Drunkenness was very common in the old days. "We observed it a common fault in our young people that they gave themselves to drink hot waters immoderately," wrote Edward Johnson. Every family kept on hand a supply of liquor and wine, and cider was considered a necessity of daily living in the country, where it was served with each meal and also carried into the fields by the workers. It was stored in barrels in the cellar and the task of drawing the cider and putting on the table usually fell to the younger members of the family. A man would often provide in his will for the comfort of his loving wife by setting aside for occupancy during her life, one half of his house, with a carefully specified number of bushels of rye, potatoes, turnips and other vegetables; the use of a horse with which to ride to meeting or elsewhere; and lastly, the direction that annually she be provided with a certain number of barrels of cider—sometimes as many as eight.
Rev. Edward Holyoke, the President of Harvard College, was in the habit of laying in each year thirty or more barrels of cider as he had to provide for much entertaining. Late in the winter he would draw off part of his stock and into each barrel he would pour a bottle of spirit and a month later some of this blend would be bottled for use on special occasions.

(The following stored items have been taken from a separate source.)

//! Proof types and the compaction transform.

use digest::Digest;
use serde::{Deserialize, Serialize};

use crate::bits;
use crate::proof::ProofError;
use crate::tree_hasher::TreeHasher;

/// A Merkle proof for a key under some root.
///
/// `side_nodes` holds the sibling digests along the key's path, bottom
/// first; the list is only as long as the stored spine, not the
/// conceptual tree depth. For a non-membership proof whose slot is
/// occupied by a different key's leaf, `non_membership_leaf_data`
/// carries that leaf's encoding. Updatable proofs additionally carry
/// `sibling_data`, the encoding of the deepest sibling.
#[derive(Debug, Default, Clone, PartialEq, Eq, Serialize, Deserialize)]
pub struct SparseMerkleProof {
    /// Sibling digests along the path, deepest first.
    pub side_nodes: Vec<Vec<u8>>,
    /// Encoded leaf proving that a different key occupies the queried
    /// slot, for non-membership proofs.
    pub non_membership_leaf_data: Option<Vec<u8>>,
    /// Encoding of the deepest sibling, present on updatable proofs.
    pub sibling_data: Option<Vec<u8>>,
}

impl SparseMerkleProof {
    /// Structural validity against the tree parameters: sidenode count
    /// and sizes, leaf-data length, and sibling-data consistency with
    /// the deepest sidenode.
    pub(crate) fn sanity_check<H: Digest>(&self, th: &TreeHasher<H>) -> bool {
        if self.side_nodes.len() > th.depth() {
            return false;
        }
        if self.side_nodes.iter().any(|n| n.len() != th.path_size()) {
            return false;
        }
        if let Some(leaf_data) = &self.non_membership_leaf_data {
            if leaf_data.len() != 1 + 2 * th.path_size() {
                return false;
            }
        }
        if let Some(sibling_data) = &self.sibling_data {
            if let Some(deepest) = self.side_nodes.first() {
                if th.digest(sibling_data) != *deepest {
                    return false;
                }
            }
        }
        true
    }
}

/// A [`SparseMerkleProof`] with placeholder sidenodes elided.
///
/// `bitmask` records, MSB first, which of the original `num_side_nodes`
/// positions held a placeholder; only the remaining sidenodes are kept.
#[derive(Debug, Default, Clone, PartialEq, Eq, Serialize, Deserialize)]
pub struct SparseCompactMerkleProof {
    /// Non-placeholder sibling digests along the path, deepest first.
    pub side_nodes: Vec<Vec<u8>>,
    /// Encoded leaf proving that a different key occupies the queried
    /// slot, for non-membership proofs.
    pub non_membership_leaf_data: Option<Vec<u8>>,
    /// Presence bitmask: a set bit marks an elided placeholder sidenode.
    pub bitmask: Vec<u8>,
    /// Sidenode count of the original proof.
    pub num_side_nodes: usize,
    /// Encoding of the deepest sibling, present on updatable proofs.
    pub sibling_data: Option<Vec<u8>>,
}

impl SparseCompactMerkleProof {
    pub(crate) fn sanity_check<H: Digest>(&self, th: &TreeHasher<H>) -> bool {
        if self.num_side_nodes > th.depth() {
            return false;
        }
        if self.bitmask.len() != self.num_side_nodes.div_ceil(8) {
            return false;
        }
        if self.side_nodes.len() + bits::count_set_bits(&self.bitmask) != self.num_side_nodes {
            return false;
        }
        self.side_nodes.iter().all(|n| n.len() == th.path_size())
    }
}

/// Compacts a proof by eliding placeholder sidenodes behind a bitmask.
pub fn compact_proof<H: Digest>(
    proof: &SparseMerkleProof,
) -> Result<SparseCompactMerkleProof, ProofError> {
    let th = TreeHasher::<H>::new();
    if !proof.sanity_check(&th) {
        return Err(ProofError::Malformed(
            "proof fails sanity check".to_string(),
        ));
    }

    let mut bitmask = vec![0u8; proof.side_nodes.len().div_ceil(8)];
    let mut side_nodes = Vec::with_capacity(proof.side_nodes.len());
    for (i, node) in proof.side_nodes.iter().enumerate() {
        if node == th.placeholder() {
            bits::set_bit_msb(&mut bitmask, i);
        } else {
            side_nodes.push(node.clone());
        }
    }

    Ok(SparseCompactMerkleProof {
        side_nodes,
        non_membership_leaf_data: proof.non_membership_leaf_data.clone(),
        bitmask,
        num_side_nodes: proof.side_nodes.len(),
        sibling_data: proof.sibling_data.clone(),
    })
}

/// Restores a compacted proof to its full form.
pub fn decompact_proof<H: Digest>(
    proof: &SparseCompactMerkleProof,
) -> Result<SparseMerkleProof, ProofError> {
    let th = TreeHasher::<H>::new();
    if !proof.sanity_check(&th) {
        return Err(ProofError::Malformed(
            "compact proof fails sanity check".to_string(),
        ));
    }

    let mut stored = proof.side_nodes.iter();
    let mut side_nodes = Vec::with_capacity(proof.num_side_nodes);
    for i in 0..proof.num_side_nodes {
        if bits::get_bit_msb(&proof.bitmask, i) == 1 {
            side_nodes.push(th.placeholder().to_vec());
        } else {
            let node = stored.next().ok_or_else(|| {
                ProofError::Malformed("bitmask disagrees with sidenode count".to_string())
            })?;
            side_nodes.push(node.clone());
        }
    }

    Ok(SparseMerkleProof {
        side_nodes,
        non_membership_leaf_data: proof.non_membership_leaf_data.clone(),
        sibling_data: proof.sibling_data.clone(),
    })
}
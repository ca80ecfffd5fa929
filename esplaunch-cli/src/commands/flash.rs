//! Flash, plan, quick-start, erase and reset command implementations.

use anyhow::{Context, Result};
use console::style;
use esplaunch::{
    FileSelection, FirmwarePlan, FlashOptions, FlashRequest, HttpFetcher, LocalFetcher,
    QuickStartDescriptor, build_diy_plan, default_address_for, format_address,
};
use rust_i18n::t;
use std::fs;
use std::path::{Path, PathBuf};

use crate::commands::catalog::{choose_application, load_catalog};
use crate::commands::with_session;
use crate::config::Config;
use crate::{Cli, CliError};

/// Parse a `--bin` argument in `FILE:ADDRESS` form.
///
/// The address is kept as typed; it is validated together with the rest of
/// the plan. Splitting on the last `:` keeps Windows drive letters intact.
pub(crate) fn parse_bin_arg(s: &str) -> Result<(PathBuf, String), String> {
    match s.rsplit_once(':') {
        Some((path, address)) if !path.is_empty() && !address.is_empty() => {
            Ok((PathBuf::from(path), address.to_string()))
        },
        _ => Err(format!(
            "Invalid format: '{s}'. Expected 'file:address' (e.g., 'app.bin:0x10000')"
        )),
    }
}

fn display_name(path: &Path) -> String {
    path.file_name()
        .map_or_else(|| path.display().to_string(), |n| n.to_string_lossy().into_owned())
}

fn read_selection(path: &Path, address: String) -> Result<FileSelection> {
    let data = fs::read(path)
        .with_context(|| t!("error.read_image", path = path.display().to_string()).to_string())?;
    Ok(FileSelection::new(display_name(path), data, address))
}

/// Turn `--bin` pairs and bare files into selections.
///
/// Bare files get an address guessed from their name.
pub(crate) fn collect_selections(
    bins: &[(PathBuf, String)],
    files: &[PathBuf],
) -> Result<Vec<FileSelection>> {
    if bins.is_empty() && files.is_empty() {
        return Err(CliError::Usage(t!("error.no_firmware").to_string()).into());
    }

    let mut selections = Vec::with_capacity(bins.len() + files.len());
    for (path, address) in bins {
        selections.push(read_selection(path, address.clone())?);
    }
    for path in files {
        let address = format!("{:x}", default_address_for(&display_name(path)));
        selections.push(read_selection(path, address)?);
    }
    Ok(selections)
}

fn print_plan(plan: &FirmwarePlan) {
    eprintln!(
        "{} {}",
        style("ℹ").blue(),
        t!("plan.summary", count = plan.len(), bytes = plan.total_bytes())
    );
    for entry in plan {
        eprintln!(
            "    {} {} @ {} ({} bytes)",
            style("•").dim(),
            entry.name,
            style(format_address(entry.address)).cyan(),
            entry.size
        );
    }
    for overlap in plan.overlaps() {
        eprintln!("{} {overlap}", style("⚠").yellow());
    }
}

#[allow(clippy::cast_precision_loss)]
fn plan_json(plan: &FirmwarePlan) -> serde_json::Value {
    let total = plan.total_bytes();
    let entries: Vec<serde_json::Value> = plan
        .iter()
        .map(|e| {
            let share = if total == 0 {
                0.0
            } else {
                e.size as f64 / total as f64
            };
            serde_json::json!({
                "name": e.name,
                "address": format_address(e.address),
                "size": e.size,
                "share": share,
            })
        })
        .collect();
    let overlaps: Vec<String> = plan.overlaps().iter().map(ToString::to_string).collect();
    serde_json::json!({
        "ok": true,
        "data": {
            "total_bytes": total,
            "entries": entries,
            "overlaps": overlaps,
        }
    })
}

/// Dry run: build and show the plan without touching a device.
pub(crate) fn cmd_plan(
    cli: &Cli,
    bins: &[(PathBuf, String)],
    files: &[PathBuf],
    json: bool,
) -> Result<()> {
    let selections = collect_selections(bins, files)?;
    let plan = build_diy_plan(&selections)?;

    if json {
        println!("{}", serde_json::to_string_pretty(&plan_json(&plan))?);
    } else if !cli.quiet {
        print_plan(&plan);
    }
    Ok(())
}

/// Flash options from config, then command-line flags.
pub(crate) fn flash_options(config: &Config, erase_all: bool, no_compress: bool) -> FlashOptions {
    let mut options = config.flash_options();
    if erase_all {
        options.erase_all = true;
    }
    if no_compress {
        options.compress = false;
    }
    options
}

/// Flash command implementation.
pub(crate) fn cmd_flash(
    cli: &Cli,
    config: &mut Config,
    bins: &[(PathBuf, String)],
    files: &[PathBuf],
    options: FlashOptions,
) -> Result<()> {
    let selections = collect_selections(bins, files)?;

    // Reject bad addresses before a device is even opened.
    let plan = build_diy_plan(&selections)?;
    if !cli.quiet {
        print_plan(&plan);
    }

    with_session(cli, config, |session, observer| {
        session.start_flashing(FlashRequest::Diy(selections), &LocalFetcher, options, observer)?;
        Ok(())
    })
}

/// Check a catalog entry before connecting.
fn check_descriptor(descriptor: &QuickStartDescriptor) -> Result<()> {
    descriptor.require_url()?;
    descriptor.require_address()?;
    Ok(())
}

/// Quick-start command implementation.
pub(crate) fn cmd_quick_start(
    cli: &Cli,
    config: &mut Config,
    name: Option<&str>,
    catalog_path: Option<&Path>,
    options: FlashOptions,
) -> Result<()> {
    let catalog = load_catalog(catalog_path, config)?;
    let descriptor = choose_application(cli, &catalog, name)?
        .ok_or(esplaunch::Error::NoApplicationSelected)?;
    check_descriptor(&descriptor)?;

    if !cli.quiet {
        eprintln!(
            "{} {}",
            style("📦").cyan(),
            t!(
                "quick_start.selected",
                name = descriptor.name.clone(),
                address = descriptor.flash_address.clone().unwrap_or_default()
            )
        );
    }

    let fetcher = HttpFetcher::new()?;
    with_session(cli, config, move |session, observer| {
        session.start_flashing(
            FlashRequest::QuickStart(Some(descriptor)),
            &fetcher,
            options,
            observer,
        )?;
        Ok(())
    })
}

/// Erase command implementation.
pub(crate) fn cmd_erase(cli: &Cli, config: &mut Config, all: bool) -> Result<()> {
    if !all {
        return Err(CliError::Usage(t!("erase.requires_all").to_string()).into());
    }
    with_session(cli, config, |session, observer| {
        session.erase_flash(observer)?;
        Ok(())
    })
}

/// Reset command implementation.
pub(crate) fn cmd_reset(cli: &Cli, config: &mut Config) -> Result<()> {
    with_session(cli, config, |session, observer| {
        session.reset_device(observer)?;
        Ok(())
    })
}
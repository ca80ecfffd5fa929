//! Shell completion generation and installation.

use anyhow::{Context, Result};
use clap::CommandFactory;
use clap_complete::{Shell, generate};
use console::style;
use rust_i18n::t;
use std::env;
use std::fs;
use std::io::{self, Write as _};
use std::path::{Path, PathBuf};

use crate::{Cli, CliError};

const BIN_NAME: &str = "esplaunch";

fn render(shell: Shell) -> Vec<u8> {
    let mut buf = Vec::new();
    generate(shell, &mut Cli::command(), BIN_NAME, &mut buf);
    buf
}

/// Print the completion script for `shell` to stdout.
pub(crate) fn cmd_completions(shell: Option<Shell>) -> Result<()> {
    let shell = shell.ok_or_else(|| CliError::Usage(t!("completions.shell_required").to_string()))?;
    io::stdout()
        .write_all(&render(shell))
        .context("Failed to write completions")
}

/// Detect the user's shell from the environment.
pub(crate) fn detect_shell_type() -> Option<Shell> {
    if let Ok(shell_path) = env::var("SHELL") {
        return shell_from_path(&shell_path);
    }
    if cfg!(windows) && env::var("PSModulePath").is_ok() {
        return Some(Shell::PowerShell);
    }
    None
}

fn shell_from_path(shell_path: &str) -> Option<Shell> {
    let shell_name = Path::new(shell_path)
        .file_name()
        .and_then(|n| n.to_str())
        .unwrap_or("");
    match shell_name {
        "bash" => Some(Shell::Bash),
        "zsh" => Some(Shell::Zsh),
        "fish" => Some(Shell::Fish),
        "elvish" => Some(Shell::Elvish),
        "pwsh" | "powershell" => Some(Shell::PowerShell),
        _ => None,
    }
}

fn home_dir() -> Result<PathBuf> {
    env::var("HOME")
        .or_else(|_| env::var("USERPROFILE"))
        .map(PathBuf::from)
        .context("Could not determine home directory")
}

fn xdg_dir(var: &str, fallback: &[&str]) -> PathBuf {
    env::var(var).map_or_else(
        |_| {
            fallback
                .iter()
                .fold(home_dir().unwrap_or_default(), |dir, part| dir.join(part))
        },
        PathBuf::from,
    )
}

/// Where the completion script for `shell` is installed.
fn get_completion_install_path(shell: Shell) -> Result<PathBuf> {
    let path = match shell {
        Shell::Bash => xdg_dir("XDG_DATA_HOME", &[".local", "share"])
            .join("bash-completion")
            .join("completions")
            .join(BIN_NAME),
        Shell::Zsh => home_dir()?.join(".zfunc").join(format!("_{BIN_NAME}")),
        Shell::Fish => xdg_dir("XDG_CONFIG_HOME", &[".config"])
            .join("fish")
            .join("completions")
            .join(format!("{BIN_NAME}.fish")),
        Shell::PowerShell => match env::var("PROFILE") {
            Ok(profile) => Path::new(&profile)
                .parent()
                .map_or_else(|| PathBuf::from("."), Path::to_path_buf)
                .join(format!("{BIN_NAME}.ps1")),
            Err(_) => home_dir()?
                .join(".config")
                .join("powershell")
                .join("completions")
                .join(format!("{BIN_NAME}.ps1")),
        },
        Shell::Elvish => xdg_dir("XDG_CONFIG_HOME", &[".config"])
            .join("elvish")
            .join("lib")
            .join(format!("{BIN_NAME}.elv")),
        _ => anyhow::bail!("Unsupported shell for auto-install"),
    };
    Ok(path)
}

/// Make sure `~/.zshrc` puts `~/.zfunc` on the function path.
fn ensure_zsh_fpath() -> Result<()> {
    let zshrc = home_dir()?.join(".zshrc");
    let fpath_line = "fpath=(~/.zfunc $fpath)";
    let present = fs::read_to_string(&zshrc).is_ok_and(|content| content.contains(fpath_line));
    if present {
        return Ok(());
    }

    let mut file = fs::OpenOptions::new()
        .create(true)
        .append(true)
        .open(&zshrc)
        .with_context(|| format!("Failed to update {}", zshrc.display()))?;
    writeln!(file, "\n# {BIN_NAME} completions")?;
    writeln!(file, "{fpath_line}")?;
    writeln!(file, "autoload -Uz compinit && compinit")?;
    eprintln!(
        "{} {}",
        style("✓").green().bold(),
        t!("completions.zshrc_updated", path = zshrc.display().to_string())
    );
    Ok(())
}

/// Install shell completions automatically.
pub(crate) fn cmd_completions_install(shell_arg: Option<Shell>) -> Result<()> {
    let shell = shell_arg
        .or_else(detect_shell_type)
        .ok_or_else(|| CliError::Usage(t!("completions.detect_failed").to_string()))?;
    let path = get_completion_install_path(shell)?;

    if let Some(parent) = path.parent() {
        fs::create_dir_all(parent)
            .with_context(|| format!("Failed to create directory: {}", parent.display()))?;
    }
    fs::write(&path, render(shell))
        .with_context(|| format!("Failed to write completion file: {}", path.display()))?;

    eprintln!(
        "{} {}",
        style("✓").green().bold(),
        t!(
            "completions.installed",
            shell = format!("{shell:?}"),
            path = path.display().to_string()
        )
    );

    eprintln!();
    match shell {
        Shell::Bash => {
            eprintln!("{}", t!("completions.bash_hint"));
            eprintln!("  {}", style(format!("source {}", path.display())).cyan());
        },
        Shell::Zsh => {
            ensure_zsh_fpath()?;
            eprintln!("{} {}", t!("completions.zsh_hint"), style("exec zsh").cyan());
        },
        Shell::PowerShell => {
            eprintln!("{}", t!("completions.powershell_hint"));
            eprintln!("  {}", style(format!("Import-Module {}", path.display())).cyan());
        },
        _ => eprintln!("{}", t!("completions.auto_loaded")),
    }

    Ok(())
}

What was their conduct not only in their homes but in their relations with their neighbors? Did they live peaceably and work together in building up the settlements? Did they set up in the wilderness domestic relations exactly like those they had abandoned overseas? It was a raw frontier country to which they came and it is apparent that at the outset they felt themselves to be transplanted Englishmen. So far as possible they lived the lives to which they had been accustomed and they engrafted in their new homes the manners and customs of the generations behind them. Most of them fully recognized, however, that they were not to return; that they had cut loose from the old home ties and it was not long before the necessities and limitations of frontier life brought about changed conditions in every direction. Politically, religiously and socially, they were in a different relation than formerly in the English parish life. Many of them, especially those somewhat removed from the immediate supervision of magistrate and minister, before long seem to have shown a tendency to follow the natural bent of the frontiersman toward independent thought and action. Their political leaders made laws restricting daily life and action and their religious leaders laid down rules for belief and conduct, that soon were repellent to many. Civil and clerical records are filled with instances showing an evasion of and even contempt for the laws and rules laid down by the leaders of their own choosing. Some of it doubtless was in the blood of the men who had come in search of a certain individual freedom of action, but much of it may be attributed to frontier conditions and primitive living. There were many indentured servants, and rough fishermen and sailors have always been unruly. Simple houses of but few rooms accommodating large families are not conducive to gentle speech or modesty of manner nor to a strict morality. The craving for landholding and the poorly defined and easily removed bounds naturally led to ill feeling, assault, defamation, and slander.
CHAPTER IX
Sports and Games
This is a subject on which there is little recorded information to be found. Undoubtedly the background of English life, restrained by Calvinistic severity, was continued by the children and youth among the settlers. This must have been among the commonplaces of daily life and of so little importance to the future that no one considered it worthy of recording. It is impossible to think of child life without its natural outlet of sports and games—throw ball, football, running, swimming, etc., and we know that dolls and toys for children were for sale in the shops of Boston and Salem as early as 1651.